Однако самая неистовость и преувеличенная патетика в изображении демонических страстей, довольно далеких от прозаических будней буржуазной монархии Луи-Филиппа, исключительность и порой малая вероятность ситуаций (например, лакей, влюбленный в королеву — ситуация Рюи Блаза, которую никак не мог простить Виктору Гюго Бальзак, в целом очень высоко оценивавший его искусство), а кроме того, нагромождение мелодраматических эффектов или ужасов всякого рода (шествие к эшафоту, яды, кинжалы, убийства из-за угла, присутствующие в целом ряде пьес) — привели в конце концов к известному вырождению и кризису романтической драмы, который особенно резко обозначился в провале драмы «Бургграфы» (1843).
Кризис захватил в 40-х годах не только драму, но и все творчество Гюго. Однако во вторую половину века ему суждено было вновь развернуться с неожиданной силой.
4
Революционные события 1848 года, а затем контрреволюционный государственный переворот 2 декабря 1851 года открыли собою новый этап в мировоззрении и творчестве Гюго.
После февральской революции 48-го года, сбросившей Июльскую монархию, Гюго выставил свою кандидатуру в парламент и, получив 86 965 голосов, стал депутатом Учредительного, а затем Законодательного собрания. Когда разразилось июньское восстание парижского пролетариата, впервые осознавшего свои собственные классовые интересы, противоположные интересам буржуазии, Гюго вначале не понял истинного смысла событий и был в числе тех депутатов, которые отправились на баррикады, чтобы уговорить рабочих прекратить безнадежную борьбу.

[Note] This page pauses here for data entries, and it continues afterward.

//! Work decomposition and result assembly.
//!
//! A [`Decomposition`] decides which cells of C each rank owns, fills them
//! with the shared kernels, and moves the pieces back to the coordinator.
//! Every cell of C is owned by exactly one rank, so the assembled matrix is
//! bit-identical to the serial baseline.
//!
//! Available strategies:
//! - `serial`: the coordinator computes everything, other ranks idle
//! - `round_robin`: column `j` belongs to rank `j % world_size`
//! - `row_block`: contiguous row slabs, scattered and gathered in bulk

pub mod round_robin;
pub mod row_block;
pub mod serial;

use std::fmt;

use clap::ValueEnum;

use crate::comm::{Communicator, Topology};
use crate::error::{MatmulError, Result};
use crate::kernels::Region;
use crate::matrix::{Dims, Matrix};

pub use round_robin::RoundRobin;
pub use row_block::{RemainderPolicy, RowBlock};
pub use serial::Serial;

pub trait Decomposition: Send + Sync {
    fn name(&self) -> &'static str;

    /// Reject shapes this strategy cannot split across `world_size` ranks.
    /// Runs before any compute.
    fn validate(&self, dims: Dims, world_size: usize) -> Result<()>;

    /// The cells of C that `topology.rank` computes.
    fn owned_region(&self, topology: Topology, dims: Dims) -> Result<Region>;

    /// Compute this rank's region and take part in assembling C.
    ///
    /// Every rank must call this together. Returns the full C on the
    /// coordinator and `None` everywhere else.
    fn compute_and_assemble(&self, comm: &dyn Communicator, a: &Matrix, b: &Matrix) -> Result<Option<Matrix>>;
}

#[derive(Debug, Clone, Copy, PartialEq, Eq, ValueEnum)]
pub enum Strategy {
    Serial,
    RoundRobin,
    RowBlock,
}

impl Strategy {
    pub const ALL: [Strategy; 3] = [Strategy::Serial, Strategy::RoundRobin, Strategy::RowBlock];

    pub fn build(self, remainder: RemainderPolicy) -> Box<dyn Decomposition> {
        match self {
            Strategy::Serial => Box::new(Serial),
            Strategy::RoundRobin => Box::new(RoundRobin),
            Strategy::RowBlock => Box::new(RowBlock::new(remainder)),
        }
    }
}

impl fmt::Display for Strategy {
    fn fmt(&self, f: &mut fmt::Formatter<'_>) -> fmt::Result {
        let name = match self {
            Strategy::Serial => "serial",
            Strategy::RoundRobin => "round-robin",
            Strategy::RowBlock => "row-block",
        };
        f.pad(name)
    }
}

/// Shape of the product A·B, or an error if the inner dimensions disagree.
pub fn dims_of(a: &Matrix, b: &Matrix) -> Result<Dims> {
    if a.cols() != b.rows() {
        return Err(MatmulError::ShapeMismatch(format!(
            "A is {}x{} but B is {}x{}",
            a.rows(),
            a.cols(),
            b.rows(),
            b.cols()
        )));
    }
    Dims::new(a.rows(), a.cols(), b.cols())
}
//! Dense integer matrices and the serial baseline.
//!
//! Everything is row-major `i32` with wrapping arithmetic. Wrapping add and
//! multiply are associative and commutative, so any decomposition produces
//! the same bits as the serial kernel.

pub mod init;
pub mod naive_ijk;

use crate::error::{MatmulError, Result};

/// Matrix element type.
pub type Element = i32;

/// Problem shape: A is m×n, B is n×k, C is m×k.
#[derive(Debug, Clone, Copy, PartialEq, Eq)]
pub struct Dims {
    pub m: usize,
    pub n: usize,
    pub k: usize,
}

impl Dims {
    pub fn new(m: usize, n: usize, k: usize) -> Result<Self> {
        if m == 0 || n == 0 || k == 0 {
            return Err(MatmulError::InvalidDimensions { m, n, k });
        }
        Ok(Self { m, n, k })
    }

    /// Flattened index of C[i][j], used as the point-to-point message tag.
    pub fn flat_index(&self, i: usize, j: usize) -> u64 {
        (i * self.k + j) as u64
    }
}

/// Owned row-major matrix. Shape is fixed at construction.
#[derive(Debug, Clone, PartialEq, Eq)]
pub struct Matrix {
    rows: usize,
    cols: usize,
    data: Vec<Element>,
}

impl Matrix {
    pub fn zeros(rows: usize, cols: usize) -> Self {
        Self {
            rows,
            cols,
            data: vec![0; rows * cols],
        }
    }

    pub fn from_vec(rows: usize, cols: usize, data: Vec<Element>) -> Result<Self> {
        if data.len() != rows * cols {
            return Err(MatmulError::ShapeMismatch(format!(
                "expected {}x{}={} elements, got {}",
                rows,
                cols,
                rows * cols,
                data.len()
            )));
        }
        Ok(Self { rows, cols, data })
    }

    /// Build from nested rows. Panics on ragged input; meant for fixtures.
    pub fn from_rows<R: AsRef<[Element]>>(rows: &[R]) -> Self {
        let cols = rows.first().map_or(0, |r| r.as_ref().len());
        let mut data = Vec::with_capacity(rows.len() * cols);
        for row in rows {
            assert_eq!(row.as_ref().len(), cols, "ragged rows");
            data.extend_from_slice(row.as_ref());
        }
        Self {
            rows: rows.len(),
            cols,
            data,
        }
    }

    pub fn rows(&self) -> usize {
        self.rows
    }

    pub fn cols(&self) -> usize {
        self.cols
    }

    pub fn get(&self, i: usize, j: usize) -> Element {
        self.data[i * self.cols + j]
    }

    pub fn set(&mut self, i: usize, j: usize, value: Element) {
        self.data[i * self.cols + j] = value;
    }

    pub fn row(&self, i: usize) -> &[Element] {
        &self.data[i * self.cols..(i + 1) * self.cols]
    }

    /// Rows `[start, end)` as one contiguous slice.
    pub fn rows_slice(&self, start: usize, end: usize) -> &[Element] {
        &self.data[start * self.cols..end * self.cols]
    }

    pub fn as_slice(&self) -> &[Element] {
        &self.data
    }

    pub fn as_mut_slice(&mut self) -> &mut [Element] {
        &mut self.data
    }
}

/// C = A·B with the serial kernel. C starts from zero.
pub fn multiply(a: &Matrix, b: &Matrix) -> Result<Matrix> {
    if a.cols != b.rows {
        return Err(MatmulError::ShapeMismatch(format!(
            "A is {}x{} but B is {}x{}",
            a.rows, a.cols, b.rows, b.cols
        )));
    }
    let mut c = Matrix::zeros(a.rows, b.cols);
    naive_ijk::matmul_serial(&a.data, &b.data, &mut c.data, a.rows, a.cols, b.cols);
    Ok(c)
}

#[cfg(test)]
mod tests {
    use super::*;

    #[test]
    fn zero_dimension_is_rejected() {
        assert!(Dims::new(0, 2, 2).is_err());
        assert!(Dims::new(2, 2, 0).is_err());
        assert!(Dims::new(1, 1, 1).is_ok());
    }

    #[test]
    fn from_vec_checks_length() {
        assert!(Matrix::from_vec(2, 3, vec![0; 5]).is_err());
        let m = Matrix::from_vec(2, 3, (0..6).collect()).unwrap();
        assert_eq!(m.get(1, 2), 5);
        assert_eq!(m.row(1), &[3, 4, 5]);
        assert_eq!(m.rows_slice(1, 2), &[3, 4, 5]);
    }

    #[test]
    fn multiply_rejects_mismatched_inner_dimension() {
        let a = Matrix::zeros(2, 3);
        let b = Matrix::zeros(2, 2);
        assert!(matches!(multiply(&a, &b), Err(MatmulError::ShapeMismatch(_))));
    }

    #[test]
    fn multiply_small() {
        let a = Matrix::from_rows(&[[1, 2, 3], [4, 5, 6]]);
        let b = Matrix::from_rows(&[[7, 8], [9, 10], [11, 12]]);
        let c = multiply(&a, &b).unwrap();
        assert_eq!(c, Matrix::from_rows(&[[58, 64], [139, 154]]));
    }

    #[test]
    fn flat_index_is_row_major() {
        let dims = Dims::new(3, 1, 4).unwrap();
        assert_eq!(dims.flat_index(0, 0), 0);
        assert_eq!(dims.flat_index(1, 0), 4);
        assert_eq!(dims.flat_index(2, 3), 11);
    }
}
//! Error type shared by every layer of the crate.
//!
//! All of these are job-fatal: nothing retries, nothing recovers locally.

use thiserror::Error;

#[derive(Debug, Error)]
pub enum MatmulError {
    #[error("Invalid dimensions: m={m}, n={n}, k={k} (all must be positive)")]
    InvalidDimensions { m: usize, n: usize, k: usize },

    #[error("Shape mismatch: {0}")]
    ShapeMismatch(String),

    #[error("Invalid world size {0}: need at least one rank")]
    InvalidWorldSize(usize),

    #[error("Rank {rank} is outside a world of {world_size} ranks")]
    InvalidTopology { rank: usize, world_size: usize },

    /// The job was sized for one world but handed a communicator for another.
    #[error("Job expects {expected} ranks but the communicator has {actual}")]
    WorldSizeMismatch { expected: usize, actual: usize },

    /// Row-block decomposition cannot give every rank a row.
    #[error("A matrix is too small: {rows} rows for {world_size} ranks")]
    TooFewRows { rows: usize, world_size: usize },

    /// Row-block decomposition would leave trailing rows unowned.
    #[error("{rows} rows do not divide evenly across {world_size} ranks ({remainder} left over)")]
    UnevenRows {
        rows: usize,
        world_size: usize,
        remainder: usize,
    },

    #[error("Could not start the transport: {0}")]
    TransportUnavailable(String),

    #[error("Transport error on rank {rank}: {message}")]
    Transport { rank: usize, message: String },

    /// Another rank failed first; this rank gave up waiting for it.
    #[error("Rank {rank} stopped: job aborted by another rank")]
    JobAborted { rank: usize },

    #[error("Failed to launch rank {rank}: {source}")]
    Launch {
        rank: usize,
        #[source]
        source: std::io::Error,
    },

    #[error("Rank {0} panicked")]
    RankPanicked(usize),
}

impl MatmulError {
    /// True for the configuration-infeasibility outcomes, which abort before
    /// any compute happens.
    pub fn is_infeasible(&self) -> bool {
        matches!(self, Self::TooFewRows { .. } | Self::UnevenRows { .. })
    }
}

pub type Result<T> = std::result::Result<T, MatmulError>;
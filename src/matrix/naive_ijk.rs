use super::Element;

/// Serial baseline using i-j-k loop order.
///
/// The textbook triple loop. Every other strategy is checked against this
/// one by exact equality.
///
/// # Arguments
///
/// * `a` - Matrix A (m × n), row-major
/// * `b` - Matrix B (n × k), row-major
/// * `c` - Matrix C (m × k), row-major, accumulated into (C += A * B)
/// * `m` - Rows of A and C
/// * `n` - Columns of A, rows of B
/// * `k` - Columns of B and C
///
/// # Panics
///
/// Panics if the slice sizes don't match m, n, k.
pub fn matmul_serial(a: &[Element], b: &[Element], c: &mut [Element], m: usize, n: usize, k: usize) {
    assert_eq!(a.len(), m * n, "A: expected {}x{}={} elements", m, n, m * n);
    assert_eq!(b.len(), n * k, "B: expected {}x{}={} elements", n, k, n * k);
    assert_eq!(c.len(), m * k, "C: expected {}x{}={} elements", m, k, m * k);

    for i in 0..m {
        for j in 0..k {
            let mut acc = c[i * k + j];
            for p in 0..n {
                acc = acc.wrapping_add(a[i * n + p].wrapping_mul(b[p * k + j]));
            }
            c[i * k + j] = acc;
        }
    }
}

#[cfg(test)]
mod tests {
    use super::*;

    #[test]
    fn accumulates_into_c() {
        let a = [1, 2, 3, 4];
        let b = [5, 6, 7, 8];
        let mut c = [1, 1, 1, 1];
        matmul_serial(&a, &b, &mut c, 2, 2, 2);
        assert_eq!(c, [20, 23, 44, 51]);
    }

    #[test]
    fn overflow_wraps() {
        let a = [i32::MAX, 2];
        let b = [2, i32::MAX];
        let mut c = [0];
        matmul_serial(&a, &b, &mut c, 1, 2, 1);
        let expected = i32::MAX.wrapping_mul(2).wrapping_add(i32::MAX.wrapping_mul(2));
        assert_eq!(c[0], expected);
    }
}
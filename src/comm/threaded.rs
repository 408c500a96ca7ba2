//! In-process transport: one OS thread per rank.
//!
//! Every ordered pair of ranks has its own `mpsc` channel, so each rank
//! holds one receiver per source and one sender per destination. Matrices
//! are never shared between threads; they only move as message payloads.
//! Sends are buffered: they return once the message is queued.
//!
//! A rank that fails or panics aborts the job. Ranks blocked in `barrier`
//! or `receive` notice the abort and return [`MatmulError::JobAborted`]
//! instead of waiting forever.

use std::cell::RefCell;
use std::collections::VecDeque;
use std::sync::atomic::{AtomicBool, Ordering};
use std::sync::mpsc::{self, Receiver, RecvTimeoutError, Sender};
use std::sync::{Arc, Condvar, Mutex, PoisonError};
use std::thread;
use std::time::Duration;

use log::{debug, error};

use super::{Communicator, Payload, Tag, Topology};
use crate::error::{MatmulError, Result};

/// How often a blocked receive re-checks the abort flag.
const ABORT_POLL: Duration = Duration::from_millis(20);

struct Envelope {
    from: usize,
    tag: Tag,
    payload: Payload,
}

#[derive(Default)]
struct BarrierState {
    arrived: usize,
    generation: u64,
}

/// State every rank of one job can see: the barrier and the abort flag.
struct JobControl {
    world_size: usize,
    barrier: Mutex<BarrierState>,
    released: Condvar,
    aborted: AtomicBool,
}

impl JobControl {
    fn new(world_size: usize) -> Self {
        Self {
            world_size,
            barrier: Mutex::new(BarrierState::default()),
            released: Condvar::new(),
            aborted: AtomicBool::new(false),
        }
    }

    fn abort(&self) {
        self.aborted.store(true, Ordering::SeqCst);
        let _state = self.barrier.lock().unwrap_or_else(PoisonError::into_inner);
        self.released.notify_all();
    }

    fn is_aborted(&self) -> bool {
        self.aborted.load(Ordering::SeqCst)
    }

    fn wait(&self, rank: usize) -> Result<()> {
        let mut state = self.barrier.lock().unwrap_or_else(PoisonError::into_inner);
        if self.is_aborted() {
            return Err(MatmulError::JobAborted { rank });
        }

        state.arrived += 1;
        if state.arrived == self.world_size {
            state.arrived = 0;
            state.generation += 1;
            self.released.notify_all();
            return Ok(());
        }

        let generation = state.generation;
        while state.generation == generation {
            if self.is_aborted() {
                return Err(MatmulError::JobAborted { rank });
            }
            state = self.released.wait(state).unwrap_or_else(PoisonError::into_inner);
        }
        Ok(())
    }
}

/// One rank's endpoint.
pub struct ThreadComm {
    topology: Topology,
    /// `outboxes[d]` feeds rank `d`'s inbox for messages from this rank.
    outboxes: Vec<Sender<Envelope>>,
    /// `inboxes[s]` carries only messages sent by rank `s`, in send order.
    inboxes: Vec<Receiver<Envelope>>,
    /// Per source: messages pulled off the inbox before anyone asked for them.
    held: RefCell<Vec<VecDeque<Envelope>>>,
    control: Arc<JobControl>,
}

impl ThreadComm {
    /// Build the endpoints of a `world_size`-rank job, indexed by rank.
    ///
    /// Every ordered pair of ranks gets its own channel, so a receive from
    /// one source never has to look past another source's traffic.
    pub fn world(world_size: usize) -> Result<Vec<ThreadComm>> {
        if world_size == 0 {
            return Err(MatmulError::InvalidWorldSize(world_size));
        }

        let control = Arc::new(JobControl::new(world_size));
        let mut outboxes: Vec<Vec<Sender<Envelope>>> = (0..world_size).map(|_| Vec::with_capacity(world_size)).collect();
        let mut inboxes: Vec<Vec<Receiver<Envelope>>> = (0..world_size).map(|_| Vec::with_capacity(world_size)).collect();
        for source in 0..world_size {
            for dest in 0..world_size {
                let (tx, rx) = mpsc::channel();
                // Pushed in dest order for `source`, and in source order for `dest`.
                outboxes[source].push(tx);
                inboxes[dest].push(rx);
            }
        }

        outboxes
            .into_iter()
            .zip(inboxes)
            .enumerate()
            .map(|(rank, (outboxes, inboxes))| {
                Ok(ThreadComm {
                    topology: Topology::new(rank, world_size)?,
                    outboxes,
                    inboxes,
                    held: RefCell::new((0..world_size).map(|_| VecDeque::new()).collect()),
                    control: Arc::clone(&control),
                })
            })
            .collect()
    }

    /// Mark the whole job as failed. Every blocked rank wakes up with an error.
    pub fn abort(&self) {
        self.control.abort();
    }

    /// Messages received but not yet matched, across all sources.
    pub fn held_len(&self) -> usize {
        self.held.borrow().iter().map(VecDeque::len).sum()
    }

    fn take_held(&self, tag: Tag, from: usize) -> Option<Payload> {
        let mut held = self.held.borrow_mut();
        let queue = &mut held[from];
        let pos = queue.iter().position(|e| e.tag == tag)?;
        queue.remove(pos).map(|e| e.payload)
    }
}

impl Communicator for ThreadComm {
    fn topology(&self) -> Topology {
        self.topology
    }

    fn barrier(&self) -> Result<()> {
        self.control.wait(self.topology.rank)
    }

    fn send(&self, tag: Tag, payload: Payload, to: usize) -> Result<()> {
        let rank = self.topology.rank;
        let outbox = self.outboxes.get(to).ok_or_else(|| MatmulError::Transport {
            rank,
            message: format!("no rank {} in a world of {}", to, self.topology.world_size),
        })?;
        outbox
            .send(Envelope {
                from: rank,
                tag,
                payload,
            })
            .map_err(|_| MatmulError::Transport {
                rank,
                message: format!("rank {} is no longer receiving", to),
            })
    }

    fn receive(&self, tag: Tag, from: usize) -> Result<Payload> {
        let rank = self.topology.rank;
        let inbox = self.inboxes.get(from).ok_or_else(|| MatmulError::Transport {
            rank,
            message: format!("no rank {} in a world of {}", from, self.topology.world_size),
        })?;
        if let Some(payload) = self.take_held(tag, from) {
            return Ok(payload);
        }

        loop {
            match inbox.recv_timeout(ABORT_POLL) {
                Ok(envelope) if envelope.tag == tag => return Ok(envelope.payload),
                Ok(envelope) => self.held.borrow_mut()[envelope.from].push_back(envelope),
                Err(RecvTimeoutError::Timeout) => {
                    if self.control.is_aborted() {
                        return Err(MatmulError::JobAborted { rank });
                    }
                }
                Err(RecvTimeoutError::Disconnected) => {
                    return Err(MatmulError::Transport {
                        rank,
                        message: format!("rank {} hung up while {:?} was awaited", from, tag),
                    });
                }
            }
        }
    }
}

/// Aborts the job if the rank thread unwinds.
struct AbortOnPanic(Arc<JobControl>);

impl Drop for AbortOnPanic {
    fn drop(&mut self) {
        if thread::panicking() {
            self.0.abort();
        }
    }
}

/// Run `f` on `world_size` ranks, one named thread each, and return the
/// per-rank results in rank order.
///
/// All-or-nothing: if any rank fails, the job fails with the first root
/// cause (a rank's own error, ahead of the `JobAborted` errors it causes on
/// the others).
pub fn launch<T, F>(world_size: usize, f: F) -> Result<Vec<T>>
where
    T: Send,
    F: Fn(&ThreadComm) -> Result<T> + Sync,
{
    let comms = ThreadComm::world(world_size)?;
    let control = Arc::clone(&comms[0].control);
    let f = &f;

    let outcomes: Vec<Result<T>> = thread::scope(|scope| {
        let mut handles = Vec::with_capacity(world_size);
        for comm in comms {
            let rank = comm.topology.rank;
            let spawned = thread::Builder::new()
                .name(format!("rank-{}", rank))
                .spawn_scoped(scope, move || {
                    let _guard = AbortOnPanic(Arc::clone(&comm.control));
                    let out = f(&comm);
                    if let Err(e) = &out {
                        debug!("rank {} failed: {}", rank, e);
                        comm.abort();
                    }
                    out
                });
            match spawned {
                Ok(handle) => handles.push((rank, Some(handle))),
                Err(source) => {
                    control.abort();
                    handles.push((rank, None));
                    error!("could not start rank {}: {}", rank, source);
                    return handles_into_outcomes(handles, Some(MatmulError::Launch { rank, source }));
                }
            }
        }
        handles_into_outcomes(handles, None)
    });

    let mut results = Vec::with_capacity(world_size);
    let mut first_aborted = None;
    let mut root_cause = None;
    for outcome in outcomes {
        match outcome {
            Ok(v) => results.push(v),
            Err(e @ MatmulError::JobAborted { .. }) => {
                first_aborted.get_or_insert(e);
            }
            Err(e) => {
                root_cause.get_or_insert(e);
            }
        }
    }
    if let Some(e) = root_cause.or(first_aborted) {
        return Err(e);
    }
    Ok(results)
}

fn handles_into_outcomes<T>(
    handles: Vec<(usize, Option<thread::ScopedJoinHandle<'_, Result<T>>>)>,
    launch_error: Option<MatmulError>,
) -> Vec<Result<T>> {
    let mut outcomes: Vec<Result<T>> = handles
        .into_iter()
        .filter_map(|(rank, handle)| {
            let handle = handle?;
            Some(handle.join().unwrap_or(Err(MatmulError::RankPanicked(rank))))
        })
        .collect();
    if let Some(e) = launch_error {
        outcomes.push(Err(e));
    }
    outcomes
}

Он исходил из старого третьесословного понимания народа, будто бы единого в своих устремлениях («Напрасно хотели сделать буржуазию классом. Буржуазия — это просто-напросто удовлетворенная часть народа», — говорит он в романе «Отверженные»), поэтому июньское восстание казалось ему бессмысленным «восстанием народа против самого себя». Однако кровавое подавление восставших рабочих правительством буржуазной республики возмутило писателя и положило начало решительной эволюции его взглядов. Современный французский поэт, романист и литературовед Жан Руссело, выпустивший в 1961 году биографию Виктора Гюго, с полным основанием утверждает, что по отношению к рабочему классу — «Гюго чувствовал себя все более и более солидарным с его судьбой».